---- EXTRACTED DATA

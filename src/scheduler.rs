// Auto-update scheduler: runs Aggregator::refresh_all immediately on start and then every
// `interval`. Each cycle runs on its own task, so stopping the timer never cancels fetches
// that are already in flight. A tick is skipped while the previous cycle is still running.

use std::sync::Arc;
use std::time::Duration;

use chrono::{DateTime, Utc};
use tokio::sync::{oneshot, watch};
use tokio::task::JoinHandle;
use tokio::time::{Instant, MissedTickBehavior, interval, interval_at};
use tracing::{debug, info, instrument};

use crate::aggregator::Aggregator;

/// `tokio::time::interval` panics on a zero period.
const MIN_INTERVAL: Duration = Duration::from_millis(1);

#[derive(Debug, Clone, Copy, PartialEq, Eq)]
pub enum SchedulerState {
    Stopped,
    Running,
}

/// Handle to a running timer loop. `stop` ends it; dropping the handle ends it too.
pub struct SchedulerHandle {
    interval_tx: watch::Sender<Duration>,
    shutdown_tx: oneshot::Sender<()>,
    task: JoinHandle<()>,
}

impl SchedulerHandle {
    pub fn interval(&self) -> Duration {
        *self.interval_tx.borrow()
    }

    /// Re-arms the timer with `interval`, first firing one full interval from now.
    /// The previous timer is replaced, never stacked.
    pub fn set_interval(&self, interval: Duration) {
        self.interval_tx.send_replace(interval);
    }

    /// Cancels the timer and waits for the loop to exit. In-flight cycles settle on their own.
    pub async fn stop(self) {
        let SchedulerHandle {
            interval_tx,
            shutdown_tx,
            task,
        } = self;
        let _ = shutdown_tx.send(());
        if let Err(e) = task.await {
            tracing::warn!(error = %e, "scheduler task join failed");
        }
        drop(interval_tx);
    }
}

/// Spawns the timer loop. The first cycle starts immediately.
pub fn spawn(aggregator: Arc<Aggregator>, interval: Duration) -> SchedulerHandle {
    let (interval_tx, interval_rx) = watch::channel(interval);
    let (shutdown_tx, shutdown_rx) = oneshot::channel();
    let task = tokio::spawn(run(aggregator, interval_rx, shutdown_rx));
    SchedulerHandle {
        interval_tx,
        shutdown_tx,
        task,
    }
}

#[instrument(skip_all, name = "scheduler")]
async fn run(
    aggregator: Arc<Aggregator>,
    mut interval_rx: watch::Receiver<Duration>,
    mut shutdown_rx: oneshot::Receiver<()>,
) {
    let mut period = (*interval_rx.borrow_and_update()).max(MIN_INTERVAL);
    let mut tick = interval(period);
    tick.set_missed_tick_behavior(MissedTickBehavior::Skip);
    info!(interval_ms = period.as_millis() as u64, "auto-update started");
    let mut cycle: Option<JoinHandle<()>> = None;

    loop {
        tokio::select! {
            _ = tick.tick() => {
                aggregator.record_schedule(true, period, next_cycle_at(period)).await;
                if cycle.as_ref().is_some_and(|c| !c.is_finished()) {
                    debug!("previous refresh cycle still in flight, skipping tick");
                    continue;
                }
                cycle = Some(spawn_cycle(&aggregator));
            }
            changed = interval_rx.changed() => {
                if changed.is_err() {
                    break;
                }
                period = (*interval_rx.borrow_and_update()).max(MIN_INTERVAL);
                tick = interval_at(Instant::now() + period, period);
                tick.set_missed_tick_behavior(MissedTickBehavior::Skip);
                info!(interval_ms = period.as_millis() as u64, "auto-update interval changed");
                aggregator.record_schedule(true, period, next_cycle_at(period)).await;
            }
            _ = &mut shutdown_rx => {
                break;
            }
        }
    }

    aggregator.record_schedule(false, period, None).await;
    info!("auto-update stopped");
}

/// Detached on stop, so an in-flight cycle still settles.
fn spawn_cycle(aggregator: &Arc<Aggregator>) -> JoinHandle<()> {
    let aggregator = aggregator.clone();
    tokio::spawn(async move {
        let snapshot = aggregator.refresh_all().await;
        debug!(
            global_error = snapshot.global_error.as_deref(),
            "refresh cycle settled"
        );
    })
}

fn next_cycle_at(period: Duration) -> Option<DateTime<Utc>> {
    chrono::TimeDelta::from_std(period)
        .ok()
        .and_then(|d| Utc::now().checked_add_signed(d))
}

/// STOPPED/RUNNING state machine owned by one consumer session.
/// Dropping it tears the timer down.
pub struct Scheduler {
    aggregator: Arc<Aggregator>,
    interval: Duration,
    handle: Option<SchedulerHandle>,
}

impl Scheduler {
    /// Starts in `Stopped`.
    pub fn new(aggregator: Arc<Aggregator>, interval: Duration) -> Self {
        Self {
            aggregator,
            interval,
            handle: None,
        }
    }

    /// Starts in `Running` when `auto_update` is set.
    pub fn with_auto_update(
        aggregator: Arc<Aggregator>,
        interval: Duration,
        auto_update: bool,
    ) -> Self {
        let mut scheduler = Self::new(aggregator, interval);
        if auto_update {
            scheduler.start();
        }
        scheduler
    }

    pub fn state(&self) -> SchedulerState {
        if self.handle.is_some() {
            SchedulerState::Running
        } else {
            SchedulerState::Stopped
        }
    }

    pub fn interval(&self) -> Duration {
        self.interval
    }

    /// STOPPED -> RUNNING. Returns false if already running.
    pub fn start(&mut self) -> bool {
        if self.handle.is_some() {
            return false;
        }
        self.handle = Some(spawn(self.aggregator.clone(), self.interval));
        true
    }

    /// RUNNING -> STOPPED. Returns false if already stopped.
    pub async fn stop(&mut self) -> bool {
        match self.handle.take() {
            Some(handle) => {
                handle.stop().await;
                true
            }
            None => false,
        }
    }

    /// While running, re-arms the timer; while stopped, the interval applies to the next start.
    pub async fn set_interval(&mut self, interval: Duration) {
        self.interval = interval;
        match &self.handle {
            Some(handle) => handle.set_interval(interval),
            None => self.aggregator.record_schedule(false, interval, None).await,
        }
    }
}
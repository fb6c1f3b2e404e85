// Wire and snapshot models

mod envelope;
mod readings;
mod snapshot;

pub use envelope::ApiEnvelope;
pub use readings::{
    DashboardSummary, DetectedPattern, DiscoveryRun, GlucoseReading, InsulinDose, PatternKind,
};
pub use snapshot::{AggregatorSnapshot, CategoryError, SlotPhase, SlotSnapshot};
// Category fetches over HTTP (reqwest). Every failure is normalized into a FetchError;
// nothing here touches aggregator state.

use std::time::Duration;

use chrono::{DateTime, Utc};
use futures_util::FutureExt;
use futures_util::future::BoxFuture;
use serde::{Deserialize, Serialize};
use tracing::instrument;

use crate::models::ApiEnvelope;
use crate::version::USER_AGENT;

#[derive(Debug, Clone, Copy, Default, PartialEq, Eq, Serialize, Deserialize)]
#[serde(rename_all = "UPPERCASE")]
pub enum HttpMethod {
    #[default]
    Get,
    Post,
}

/// Fully resolved request target for one category.
#[derive(Debug, Clone, PartialEq)]
pub struct Endpoint {
    pub url: String,
    pub method: HttpMethod,
    pub query: Vec<(String, String)>,
    pub body: Option<serde_json::Value>,
}

impl Endpoint {
    pub fn get(url: impl Into<String>) -> Self {
        Self {
            url: url.into(),
            method: HttpMethod::Get,
            query: Vec::new(),
            body: None,
        }
    }

    pub fn post(url: impl Into<String>, body: Option<serde_json::Value>) -> Self {
        Self {
            url: url.into(),
            method: HttpMethod::Post,
            query: Vec::new(),
            body,
        }
    }
}

/// Successful payload plus the server's refresh hints.
#[derive(Debug, Clone, PartialEq)]
pub struct FetchResponse {
    pub data: serde_json::Value,
    pub last_updated: Option<DateTime<Utc>>,
    pub next_update: Option<DateTime<Utc>>,
}

impl FetchResponse {
    pub fn new(data: serde_json::Value) -> Self {
        Self {
            data,
            last_updated: None,
            next_update: None,
        }
    }
}

#[derive(Debug, Clone, PartialEq, Eq, thiserror::Error)]
pub enum FetchError {
    /// Request never reached the server (DNS, refused connection, reset).
    #[error("Network error: {0}")]
    Network(String),
    #[error("Request timed out after {}ms", .0.as_millis())]
    Timeout(Duration),
    /// Non-2xx; `message` is the envelope's `error` when the body could be parsed.
    #[error("HTTP {status}")]
    Http { status: u16, message: Option<String> },
    #[error("Invalid response: {0}")]
    Parse(String),
    /// 2xx with `success: false`.
    #[error("{0}")]
    Application(String),
}

impl FetchError {
    pub fn status(&self) -> Option<u16> {
        match self {
            FetchError::Http { status, .. } => Some(*status),
            _ => None,
        }
    }
}

impl From<reqwest::Error> for FetchError {
    fn from(e: reqwest::Error) -> Self {
        FetchError::Network(e.to_string())
    }
}

/// Source of category payloads. The aggregator only talks to this trait, so tests can
/// drive it with deterministic fakes.
pub trait DataSource: Send + Sync {
    fn fetch<'a>(&'a self, endpoint: &'a Endpoint)
    -> BoxFuture<'a, Result<FetchResponse, FetchError>>;
}

pub struct HttpFetchClient {
    client: reqwest::Client,
}

impl HttpFetchClient {
    pub fn new() -> Result<Self, FetchError> {
        let client = reqwest::Client::builder()
            .user_agent(USER_AGENT)
            .build()?;
        Ok(Self { client })
    }

    pub fn with_client(client: reqwest::Client) -> Self {
        Self { client }
    }

    #[instrument(skip(self, endpoint), fields(url = %endpoint.url, method = ?endpoint.method))]
    pub async fn send(&self, endpoint: &Endpoint) -> Result<FetchResponse, FetchError> {
        let request = match endpoint.method {
            HttpMethod::Get => self.client.get(&endpoint.url),
            HttpMethod::Post => self.client.post(&endpoint.url),
        };
        let request = if endpoint.query.is_empty() {
            request
        } else {
            request.query(&endpoint.query)
        };
        let request = match &endpoint.body {
            Some(body) => request.json(body),
            None => request,
        };

        let response = request.send().await?;
        let status = response.status().as_u16();
        let body = response.bytes().await?;
        decode_response(status, &body)
    }
}

impl DataSource for HttpFetchClient {
    fn fetch<'a>(
        &'a self,
        endpoint: &'a Endpoint,
    ) -> BoxFuture<'a, Result<FetchResponse, FetchError>> {
        self.send(endpoint).boxed()
    }
}

/// Map an HTTP status + raw body to a result. Non-2xx fails even if the body is unparseable;
/// `success: false` fails even on 200.
pub fn decode_response(status: u16, body: &[u8]) -> Result<FetchResponse, FetchError> {
    if !(200..300).contains(&status) {
        let message = serde_json::from_slice::<ApiEnvelope>(body)
            .ok()
            .and_then(|e| e.error);
        return Err(FetchError::Http { status, message });
    }

    let envelope: ApiEnvelope =
        serde_json::from_slice(body).map_err(|e| FetchError::Parse(e.to_string()))?;
    if !envelope.success {
        return Err(FetchError::Application(
            envelope
                .error
                .unwrap_or_else(|| "request reported failure".into()),
        ));
    }

    Ok(FetchResponse {
        data: envelope.data.unwrap_or(serde_json::Value::Null),
        last_updated: envelope.last_updated,
        next_update: envelope.next_update,
    })
}
// T1D dashboard payloads served by the mock backend

use chrono::{DateTime, NaiveDate, Utc};
use serde::{Deserialize, Serialize};

/// Daily glucose reading in mg/dL.
#[derive(Debug, Clone, PartialEq, Serialize, Deserialize)]
#[serde(rename_all = "camelCase")]
pub struct GlucoseReading {
    pub date: NaiveDate,
    pub value: u32,
}

/// Daily insulin totals in units.
#[derive(Debug, Clone, PartialEq, Serialize, Deserialize)]
#[serde(rename_all = "camelCase")]
pub struct InsulinDose {
    pub date: NaiveDate,
    pub basal_units: f64,
    pub bolus_units: f64,
}

impl InsulinDose {
    pub fn total_units(&self) -> f64 {
        self.basal_units + self.bolus_units
    }
}

/// Pattern kind; serializes to snake_case JSON (e.g. "rising_trend").
#[derive(Debug, Clone, Copy, PartialEq, Eq, Serialize, Deserialize)]
#[serde(rename_all = "snake_case")]
pub enum PatternKind {
    ElevatedAverage,
    HyperglycemiaEpisodes,
    HypoglycemiaRisk,
    RisingTrend,
    FallingTrend,
}

#[derive(Debug, Clone, PartialEq, Serialize, Deserialize)]
#[serde(rename_all = "camelCase")]
pub struct DetectedPattern {
    pub kind: PatternKind,
    pub description: String,
    /// 0.0..=1.0
    pub confidence: f64,
    pub first_seen: NaiveDate,
}

#[derive(Debug, Clone, PartialEq, Serialize, Deserialize)]
#[serde(rename_all = "camelCase")]
pub struct DashboardSummary {
    pub readings_count: usize,
    pub average_glucose: f64,
    pub time_in_range_percent: f64,
    pub total_insulin_units: f64,
    pub patterns_detected: usize,
}

/// Result of triggering a discovery run (POST category).
#[derive(Debug, Clone, PartialEq, Serialize, Deserialize)]
#[serde(rename_all = "camelCase")]
pub struct DiscoveryRun {
    pub run_id: String,
    pub status: String,
    #[serde(default, skip_serializing_if = "Option::is_none")]
    pub focus: Option<String>,
    pub requested_at: DateTime<Utc>,
}
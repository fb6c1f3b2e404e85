// Per-category state container with sequence-numbered fetches

use chrono::{DateTime, Utc};

use crate::fetch_client::FetchResponse;
use crate::models::{SlotPhase, SlotSnapshot};

/// State for one category. Only the aggregator mutates it.
///
/// Every `begin_fetch` issues a new sequence number; a settlement whose number is not the
/// latest issued one is stale and ignored, so the most recently issued request always wins.
#[derive(Debug, Clone)]
pub struct CategorySlot {
    name: String,
    phase: SlotPhase,
    data: Option<serde_json::Value>,
    error: Option<String>,
    last_updated: Option<DateTime<Utc>>,
    next_update_hint: Option<DateTime<Utc>>,
    issued_seq: u64,
    settled_order: u64,
}

impl CategorySlot {
    pub fn new(name: impl Into<String>) -> Self {
        Self {
            name: name.into(),
            phase: SlotPhase::Idle,
            data: None,
            error: None,
            last_updated: None,
            next_update_hint: None,
            issued_seq: 0,
            settled_order: 0,
        }
    }

    pub fn name(&self) -> &str {
        &self.name
    }

    pub fn phase(&self) -> SlotPhase {
        self.phase
    }

    pub fn is_loading(&self) -> bool {
        self.phase == SlotPhase::Loading
    }

    pub fn data(&self) -> Option<&serde_json::Value> {
        self.data.as_ref()
    }

    pub fn error(&self) -> Option<&str> {
        self.error.as_deref()
    }

    pub fn last_updated(&self) -> Option<DateTime<Utc>> {
        self.last_updated
    }

    /// Aggregator-wide settlement counter value at this slot's last applied settlement.
    pub fn settled_order(&self) -> u64 {
        self.settled_order
    }

    /// Marks the slot loading and returns the new request's sequence number.
    /// Keeps `data` and `error` so consumers can show them while revalidating.
    /// Calling this while already loading supersedes the outstanding request.
    pub fn begin_fetch(&mut self) -> u64 {
        if self.is_loading() {
            tracing::debug!(
                category = %self.name,
                superseded_seq = self.issued_seq,
                "superseding in-flight fetch"
            );
        }
        self.issued_seq += 1;
        self.phase = SlotPhase::Loading;
        self.issued_seq
    }

    /// Applies a successful fetch. Returns false (and changes nothing) when `seq` is stale.
    /// `last_updated` falls back to `now` when the server sent no hint.
    pub fn complete_fetch(
        &mut self,
        seq: u64,
        response: FetchResponse,
        now: DateTime<Utc>,
        order: u64,
    ) -> bool {
        if seq != self.issued_seq {
            return false;
        }
        self.phase = SlotPhase::Success;
        self.data = Some(response.data);
        self.error = None;
        self.last_updated = Some(response.last_updated.unwrap_or(now));
        self.next_update_hint = response.next_update;
        self.settled_order = order;
        true
    }

    /// Applies a failed fetch, keeping the previous `data`. Returns false when `seq` is stale.
    pub fn fail_fetch(&mut self, seq: u64, message: impl Into<String>, order: u64) -> bool {
        if seq != self.issued_seq {
            return false;
        }
        self.phase = SlotPhase::Failure;
        self.error = Some(message.into());
        self.settled_order = order;
        true
    }

    /// `scheduled_next` is the scheduler's next cycle, `None` while auto-update is off.
    /// While running, the server's hint takes precedence; while stopped there is no next update.
    pub fn snapshot(&self, scheduled_next: Option<DateTime<Utc>>) -> SlotSnapshot {
        SlotSnapshot {
            name: self.name.clone(),
            phase: self.phase,
            data: self.data.clone(),
            is_loading: self.is_loading(),
            error: self.error.clone(),
            last_updated: self.last_updated,
            next_update: scheduled_next.map(|s| self.next_update_hint.unwrap_or(s)),
        }
    }
}

#[cfg(test)]
mod tests {
    use super::*;
    use serde_json::json;

    #[test]
    fn new_slot_is_idle_and_empty() {
        let slot = CategorySlot::new("glucose");
        assert_eq!(slot.phase(), SlotPhase::Idle);
        assert!(!slot.is_loading());
        assert!(slot.data().is_none());
        assert!(slot.error().is_none());
    }

    #[test]
    fn begin_keeps_stale_data_and_error() {
        let mut slot = CategorySlot::new("glucose");
        let seq = slot.begin_fetch();
        assert!(slot.complete_fetch(seq, FetchResponse::new(json!([1])), Utc::now(), 1));
        let seq = slot.begin_fetch();
        assert!(slot.fail_fetch(seq, "HTTP 502", 2));

        slot.begin_fetch();
        assert!(slot.is_loading());
        assert_eq!(slot.data(), Some(&json!([1])));
        assert_eq!(slot.error(), Some("HTTP 502"));
    }

    #[test]
    fn complete_clears_error_and_uses_server_timestamp() {
        let mut slot = CategorySlot::new("summary");
        let seq = slot.begin_fetch();
        slot.fail_fetch(seq, "boom", 1);

        let hint: DateTime<Utc> = "2024-01-01T00:00:00Z".parse().unwrap();
        let seq = slot.begin_fetch();
        let response = FetchResponse {
            data: json!({"avg": 120}),
            last_updated: Some(hint),
            next_update: None,
        };
        assert!(slot.complete_fetch(seq, response, Utc::now(), 2));
        assert_eq!(slot.phase(), SlotPhase::Success);
        assert!(slot.error().is_none());
        assert_eq!(slot.last_updated(), Some(hint));
    }

    #[test]
    fn stale_sequence_is_ignored() {
        let mut slot = CategorySlot::new("patterns");
        let first = slot.begin_fetch();
        let second = slot.begin_fetch();

        assert!(slot.complete_fetch(second, FetchResponse::new(json!("new")), Utc::now(), 1));
        assert!(!slot.complete_fetch(first, FetchResponse::new(json!("old")), Utc::now(), 2));
        assert!(!slot.fail_fetch(first, "late failure", 3));

        assert_eq!(slot.data(), Some(&json!("new")));
        assert!(slot.error().is_none());
        assert_eq!(slot.settled_order(), 1);
    }

    #[test]
    fn stays_loading_until_latest_request_settles() {
        let mut slot = CategorySlot::new("insulin");
        let first = slot.begin_fetch();
        let _second = slot.begin_fetch();
        slot.complete_fetch(first, FetchResponse::new(json!(1)), Utc::now(), 1);
        assert!(slot.is_loading());
    }

    #[test]
    fn snapshot_prefers_server_next_update() {
        let mut slot = CategorySlot::new("glucose");
        let scheduled: DateTime<Utc> = "2030-01-01T00:00:00Z".parse().unwrap();
        assert_eq!(slot.snapshot(Some(scheduled)).next_update, Some(scheduled));

        let hint: DateTime<Utc> = "2029-06-01T00:00:00Z".parse().unwrap();
        let seq = slot.begin_fetch();
        let response = FetchResponse {
            data: json!([]),
            last_updated: None,
            next_update: Some(hint),
        };
        slot.complete_fetch(seq, response, Utc::now(), 1);
        assert_eq!(slot.snapshot(Some(scheduled)).next_update, Some(hint));
        assert!(slot.snapshot(None).next_update.is_none());
    }
}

--------

**YOUR TASK**
Return every line of the preceding records in which the word "never" appears.

**RESPONSE**
// `interval`. Each cycle runs on its own task, so stopping the timer never cancels fetches
    /// The previous timer is replaced, never stacked.
    /// Request never reached the server (DNS, refused connection, reset).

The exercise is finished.